模範を疑ってすくい出した想い
模範との比較は、人間を苦しめる。模範がそびえ立てば、そうはなれない周辺に否定の言葉が向かう。ああいう風にできた人もいるのに、どうしてあなたはそうなのか、と。この段階で、模範を責め立てることは難しい。その姿勢もまた、否定の材料になるからだ。「私がこの本を書いたのは、ヘレン・ケラーという名の、私個人にとっての悪霊を追い払うためだ」と始まる一冊は、視覚障害の当事者である著者が、ヘレンに向けて一方的な手紙を書き続ける形のノンフィクション作品。「奇跡の人」として模範化され、神格化されてきたが、「とんでもなく大きな犠牲をもたらすのですよ、ヘレン、とりわけあなたのあとに続く何世代もの障害者たちにとっては」。
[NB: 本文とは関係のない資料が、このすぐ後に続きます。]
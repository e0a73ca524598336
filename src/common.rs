//! Miscellaneous common structs used throughout the library.

mod cancel;
mod closest_nodes;
mod id;
pub mod messages;
mod node;
mod record;
mod routing_table;
mod validator;

pub use cancel::Cancellation;
pub use closest_nodes::ClosestNodes;
pub use id::{Id, InvalidIdSize, ID_SIZE, MAX_DISTANCE};
pub use node::Node;
pub use record::{Record, SignedRecord, SignedRecordError, SIGNED_NAMESPACE};
pub use routing_table::{RoutingTable, MAX_BUCKET_SIZE_K};
pub use validator::{
    immutable_key, ImmutableValidator, SignedRecordValidator, ValidationError, Validator,
    ValidatorRegistry, IMMUTABLE_NAMESPACE,
};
どうして彼女のようでいられないのか、という声は極めて暴力的で、抑圧ばかりが生まれる。数々の伝記などから「あなたを聖人にしたいという衝動」を嗅ぎ取り、疑いのまなざしをぶつけ、ギャップを埋めていく。それはなにも、真相を暴きたい、という野心ではない。自らの解放のために、ヘレンの足跡を追う。
一方的な手紙は、当然だが、ヘレンには届かない。問いかけた言葉が、自分への問いかけに変化することもある。ヘレンに対する強い憤りは、彼女を模範化させる人たちへの憤りだったのかもしれない。「あなたの人を惹きつける社交的な個性は、あなたを守るための表面的な着色にすぎなかったのだ」「私たちは、私たちがともに思っている以上にもっと似ているのかもしれません」
対話なきところで対話に挑み、その想いをすくい出す。そこに表出した想いとは、一体誰の想いだったのか。今、怒りの感情が積極的に捉えられることは少ない。しかし、怒りが愛へと越境する瞬間を自ら作り出してみせる。ヘレンはなぜ模範としてそびえ立っているのか。怒りをぶつけながら、そこにいないヘレンの感情を受け止めてみせた。